La casa del oidor de La Iglesia sirvió de centro de reunión de los cabecillas de los sublevados. Se congregaron allí el propietario y los oidores Ussoz y Mozzi, Ballesteros y San Xavier, los hermanos Zudáñez, el regidor Domingo de Aníbarro, Juan Antonio Álvarez de Arenales y otros. Los participantes resolvieron escribir un oficio dirigido a Pizarro solicitando se les entreguen los cañones que tenía guardados en su residencia. Ballesteros, San Xavier y Arenales fueron los encargados de llevar los petitorios hasta el presidente. En primera instancia Pizarro aceptó entregarles los cañones. La gente ingresó al palacio y sacó nueve de estas armas. Cuando trataron de sacar también los fusiles, los guardias les dispararon, causando la muerte de dos de ellos. La gente escapó. Un esclavo que participaba en el traslado quedó atrapado en la puerta cuando los guardias la cerraron violentamente y falleció al poco rato en los brazos de sus compañeros que habían logrado liberarlo.

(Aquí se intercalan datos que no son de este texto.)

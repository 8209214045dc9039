//! Resource trait for CRUD operations.
//!
//! This module defines the [`Resource`] trait, which provides a standardized
//! interface for Omise resources. A resource supplies a
//! [`ResourceDescriptor`] and a thin wrapper around [`Entity`]; it gains
//! `retrieve()`, `create()`, `list()`, `update()`, `reload()` and
//! `destroy()`.
//!
//! # Implementing a Resource
//!
//! ```rust,ignore
//! use omise_api::clients::Host;
//! use omise_api::rest::{Addressing, Entity, Nesting, Resource, ResourceDescriptor, ResourceOperation};
//!
//! #[derive(Clone, Debug)]
//! pub struct Dispute(Entity);
//!
//! impl Resource for Dispute {
//!     const DESCRIPTOR: ResourceDescriptor = ResourceDescriptor {
//!         name: "Dispute",
//!         object: "dispute",
//!         endpoint: "/disputes",
//!         addressing: Addressing::ById,
//!         nesting: Nesting::TopLevel,
//!         host: Host::Api,
//!         operations: &[ResourceOperation::Retrieve, ResourceOperation::List],
//!     };
//!
//!     fn from_entity(entity: Entity) -> Self { Self(entity) }
//!     fn entity(&self) -> &Entity { &self.0 }
//!     fn entity_mut(&mut self) -> &mut Entity { &mut self.0 }
//!     fn into_entity(self) -> Entity { self.0 }
//! }
//!
//! // Usage:
//! let dispute = Dispute::retrieve(&client, Some("dspt_1"), None).await?;
//! let disputes = Dispute::list(&client, None).await?;
//! ```

use std::collections::HashMap;

use serde::Serialize;
use serde_json::Value;

use crate::clients::RestClient;
use crate::rest::{Collection, Entity, ResourceDescriptor, ResourceError};

/// Pagination and filtering parameters for list operations.
///
/// Unset fields are left out of the query string.
///
/// # Example
///
/// ```rust
/// use omise_api::rest::ListParams;
///
/// let params = ListParams {
///     limit: Some(20),
///     order: Some("reverse_chronological".to_string()),
///     ..Default::default()
/// };
/// assert_eq!(params.limit, Some(20));
/// ```
#[derive(Debug, Clone, Default, PartialEq, Eq, Serialize)]
pub struct ListParams {
    /// Maximum number of items to return.
    #[serde(skip_serializing_if = "Option::is_none")]
    pub limit: Option<u64>,
    /// Number of items to skip.
    #[serde(skip_serializing_if = "Option::is_none")]
    pub offset: Option<u64>,
    /// `chronological` or `reverse_chronological`.
    #[serde(skip_serializing_if = "Option::is_none")]
    pub order: Option<String>,
    /// Earliest creation time (ISO 8601).
    #[serde(skip_serializing_if = "Option::is_none")]
    pub from: Option<String>,
    /// Latest creation time (ISO 8601).
    #[serde(skip_serializing_if = "Option::is_none")]
    pub to: Option<String>,
}

/// An Omise resource type.
///
/// Implementors wrap an [`Entity`] and declare a [`ResourceDescriptor`].
/// All operations check the descriptor before sending anything, so an
/// unsupported operation or a badly addressed call never reaches the
/// network.
#[allow(async_fn_in_trait)]
pub trait Resource: Sized + Send + Sync {
    /// How this resource is addressed and what it supports.
    const DESCRIPTOR: ResourceDescriptor;

    /// Wraps an entity already checked against [`Self::DESCRIPTOR`].
    fn from_entity(entity: Entity) -> Self;

    /// Returns the wrapped entity.
    fn entity(&self) -> &Entity;

    /// Returns the wrapped entity mutably.
    fn entity_mut(&mut self) -> &mut Entity;

    /// Unwraps the entity.
    fn into_entity(self) -> Entity;

    /// Builds an instance from a payload without a request.
    ///
    /// # Errors
    ///
    /// Returns [`ResourceError::UnexpectedPayload`] if the payload does not
    /// describe this resource.
    fn from_value(value: Value, parent_path: Option<String>) -> Result<Self, ResourceError> {
        Entity::from_value(Self::DESCRIPTOR, parent_path, value).map(Self::from_entity)
    }

    /// Fetches one top-level instance.
    ///
    /// Pass `None` as `id` for singletons. Nested resources are fetched
    /// through their parent's collection instead.
    ///
    /// # Errors
    ///
    /// Returns [`ResourceError::SingletonAddressedById`],
    /// [`ResourceError::MissingId`] or [`ResourceError::PathResolutionFailed`]
    /// without a request when the call is badly addressed.
    ///
    /// # Example
    ///
    /// ```rust,ignore
    /// let account = Account::retrieve(&client, None, None).await?;
    /// let customer = Customer::retrieve(&client, Some("cust_test_1"), None).await?;
    /// ```
    async fn retrieve(
        client: &RestClient,
        id: Option<&str>,
        query: Option<HashMap<String, String>>,
    ) -> Result<Self, ResourceError> {
        Entity::retrieve(client, Self::DESCRIPTOR, None, id, query)
            .await
            .map(Self::from_entity)
    }

    /// Creates a top-level instance from `fields`.
    ///
    /// # Errors
    ///
    /// Returns [`ResourceError::UnsupportedOperation`] without a request if
    /// the resource cannot be created directly.
    async fn create(client: &RestClient, fields: Value) -> Result<Self, ResourceError> {
        Entity::create(client, Self::DESCRIPTOR, None, fields)
            .await
            .map(Self::from_entity)
    }

    /// Lists top-level instances.
    ///
    /// Returns one page. Use [`Collection::next_page_params`] to request
    /// the next one.
    ///
    /// # Errors
    ///
    /// Returns [`ResourceError::UnsupportedOperation`] without a request if
    /// the resource cannot be listed.
    async fn list(
        client: &RestClient,
        params: Option<ListParams>,
    ) -> Result<Collection<Self>, ResourceError> {
        Collection::fetch(client, None, params).await
    }

    /// Updates this instance with `fields`, replacing all attributes.
    ///
    /// # Errors
    ///
    /// See [`Entity::update`].
    async fn update(
        &mut self,
        client: &RestClient,
        fields: Value,
    ) -> Result<&mut Self, ResourceError> {
        self.entity_mut().update(client, fields).await?;
        Ok(self)
    }

    /// Re-fetches this instance in place.
    ///
    /// # Errors
    ///
    /// See [`Entity::reload`].
    async fn reload(&mut self, client: &RestClient) -> Result<&mut Self, ResourceError> {
        self.entity_mut().reload(client).await?;
        Ok(self)
    }

    /// Deletes this instance.
    ///
    /// # Errors
    ///
    /// See [`Entity::destroy`].
    async fn destroy(&mut self, client: &RestClient) -> Result<&mut Self, ResourceError> {
        self.entity_mut().destroy(client).await?;
        Ok(self)
    }
}

/// Serializes parameters to a query parameter map.
pub(crate) fn serialize_to_query<T: Serialize>(
    params: &T,
) -> Result<HashMap<String, String>, ResourceError> {
    let value = serde_json::to_value(params).map_err(|e| ResourceError::InvalidParams {
        reason: e.to_string(),
    })?;

    let mut query = HashMap::new();

    if let Value::Object(map) = value {
        for (key, val) in map {
            match val {
                Value::Null => {} // Skip null values
                Value::String(s) => {
                    query.insert(key, s);
                }
                Value::Number(n) => {
                    query.insert(key, n.to_string());
                }
                Value::Bool(b) => {
                    query.insert(key, b.to_string());
                }
                Value::Array(_) | Value::Object(_) => {
                    return Err(ResourceError::InvalidParams {
                        reason: format!("'{key}' cannot be sent as a query parameter"),
                    });
                }
            }
        }
    }

    Ok(query)
}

Las muertes azuzaron los ánimos. Un grupo comandado por el “Quitacapas acudió presto a liberar a los presos”, tras lo cual Paredes le encargó sacar la pólvora que tenía guardada en su quinta “un tal Paravicini”. Cumplido el encargo, instalaron los cañones en la plaza y en las cercanías de la Casa Pretorial de donde hicieron varios disparos que respondían descargas de fusilería desde la casa del presidente.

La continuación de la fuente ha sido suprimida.